Asked a question about comparisons to ISIS and the recruitment process of forces that use child soldiers, he said “ISIS was just really starting to dominate headlines by the time we were in pre-production. One thing that’s certain is there are similarities between ISIS and any other indoctrination fighting forces.” For Beasts, the production based the recruitment, a mixture of threats, empowerment and coddling, on an initiation process used by a Sierra Leone tribe called the Commodores.
Attah, whose character goes from impish to vengeful and back, was chosen in part because he “showed he had access to his emotions.” In all, the production saw 600 kids and cast some from Liberia who had participated in war at a very young age.
While there was concern about having these young men, even if they had seen atrocities themselves, reenact violent killings that could be traumatic for them, Fukunaga said “Movies in their execution are so slowed down and fractured… What you feel on set is nowhere near as intense as when you see it on screen.” The film is “violent when you see it, but in the moment (of shooting) you would never guess how violent it is.”
With many films in Venice shining light on real-life stories, Fukunaga was asked if exposing the plight of child soldiers can bring attention to the subject. “Child soldiers is a tough one because there’s no one policy that can just end it. Movies do have the power to create awareness and positive change,” he said. But, the issue is the way in which conflict is waged now — the irregular nature of fighting forces. “That kind of warfare is its own sort of industry… As soon as there is a rebellion, the government doesn’t have control of laws.”

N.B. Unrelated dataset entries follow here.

//! In-process loopback agent
//!
//! Stands in for a remote voice agent during development. It connects
//! instantly, optionally greets the user, and echoes typed input back as
//! an assistant turn.

use std::sync::atomic::{AtomicBool, Ordering};

use async_trait::async_trait;
use tokio::sync::mpsc::{self, error::TrySendError};
use tracing::{debug, info};

use crate::error::TransportError;
use crate::events::AgentEvent;
use crate::session::Role;

use super::AgentSession;

pub struct LoopbackAgent {
    event_tx: mpsc::Sender<AgentEvent>,
    greeting: Option<String>,
    open: AtomicBool,
}

impl LoopbackAgent {
    pub fn new(event_tx: mpsc::Sender<AgentEvent>, greeting: Option<String>) -> Self {
        Self {
            event_tx,
            greeting,
            open: AtomicBool::new(false),
        }
    }

    /// Enqueue without waiting; the consumer may be the task awaiting us
    fn emit(&self, event: AgentEvent) -> Result<(), TransportError> {
        debug!(%event, "loopback emitting event");
        self.event_tx.try_send(event).map_err(|e| match e {
            TrySendError::Full(_) => TransportError::Backpressure,
            TrySendError::Closed(_) => TransportError::Closed,
        })
    }

    /// An assistant utterance framed by speaking indicators
    fn speak(&self, content: &str) -> Result<(), TransportError> {
        self.emit(AgentEvent::SpeakingChanged { is_speaking: true })?;
        self.emit(AgentEvent::message(Role::Assistant, content))?;
        self.emit(AgentEvent::SpeakingChanged { is_speaking: false })
    }
}

#[async_trait]
impl AgentSession for LoopbackAgent {
    async fn start(&self, agent_id: &str) -> Result<(), TransportError> {
        if self.open.swap(true, Ordering::SeqCst) {
            return Err(TransportError::Rejected("session already open".to_string()));
        }

        info!(agent_id, "loopback session opened");

        let result = self.emit(AgentEvent::Connected).and_then(|()| match &self.greeting {
            Some(greeting) => self.speak(greeting),
            None => Ok(()),
        });

        if result.is_err() {
            self.open.store(false, Ordering::SeqCst);
        }
        result
    }

    async fn end(&self) -> Result<(), TransportError> {
        if !self.open.swap(false, Ordering::SeqCst) {
            return Err(TransportError::NotConnected);
        }

        info!("loopback session closed");
        self.emit(AgentEvent::Disconnected)
    }

    async fn send_text(&self, text: &str) -> Result<(), TransportError> {
        if !self.open.load(Ordering::SeqCst) {
            return Err(TransportError::NotConnected);
        }

        self.emit(AgentEvent::message(Role::User, text))?;
        self.speak(&format!("You said: {}", text))
    }
}

#[cfg(test)]
mod tests {
    use super::*;

    fn drain(rx: &mut mpsc::Receiver<AgentEvent>) -> Vec<AgentEvent> {
        let mut events = Vec::new();
        while let Ok(event) = rx.try_recv() {
            events.push(event);
        }
        events
    }

    #[tokio::test]
    async fn test_start_emits_connected_and_greeting() {
        let (tx, mut rx) = mpsc::channel(16);
        let agent = LoopbackAgent::new(tx, Some("Hi there".to_string()));

        tokio_test::assert_ok!(agent.start("loopback").await);

        assert_eq!(
            drain(&mut rx),
            vec![
                AgentEvent::Connected,
                AgentEvent::SpeakingChanged { is_speaking: true },
                AgentEvent::message(Role::Assistant, "Hi there"),
                AgentEvent::SpeakingChanged { is_speaking: false },
            ]
        );
    }

    #[tokio::test]
    async fn test_second_start_rejected() {
        let (tx, _rx) = mpsc::channel(16);
        let agent = LoopbackAgent::new(tx, None);

        tokio_test::assert_ok!(agent.start("loopback").await);
        let err = tokio_test::assert_err!(agent.start("loopback").await);
        assert!(matches!(err, TransportError::Rejected(_)));
    }

    #[tokio::test]
    async fn test_end_without_session_fails() {
        let (tx, _rx) = mpsc::channel(16);
        let agent = LoopbackAgent::new(tx, None);

        assert_eq!(agent.end().await, Err(TransportError::NotConnected));
    }

    #[tokio::test]
    async fn test_send_text_echoes() {
        let (tx, mut rx) = mpsc::channel(16);
        let agent = LoopbackAgent::new(tx, None);

        agent.start("loopback").await.unwrap();
        drain(&mut rx);

        agent.send_text("Hello").await.unwrap();
        let events = drain(&mut rx);
        assert_eq!(events[0], AgentEvent::message(Role::User, "Hello"));
        assert_eq!(events[2], AgentEvent::message(Role::Assistant, "You said: Hello"));
    }

    #[tokio::test]
    async fn test_full_queue_reports_backpressure_and_stays_closed() {
        let (tx, _rx) = mpsc::channel(1);
        let agent = LoopbackAgent::new(tx, Some("Hi".to_string()));

        assert_eq!(agent.start("loopback").await, Err(TransportError::Backpressure));
        assert_eq!(agent.end().await, Err(TransportError::NotConnected));
    }
}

Asked about Netflix’s power to change the distribution landscape, Fukunaga noted it has already changed. “It’s very hard to get a film exhibited nowadays. It’s hard to get your film into a theater… and then to get people to know it’s there in the first place.” To get people to go to the cinema is “really difficult unless you’ve got something giant that has spectacle or word of mouth behind it. I think that’s out of our control. We’re in an interesting democratic moment of cinema attendance whereby the very nature of showing up to a screening, we’ll be showing exhibitors that we would be willing to watch these films.”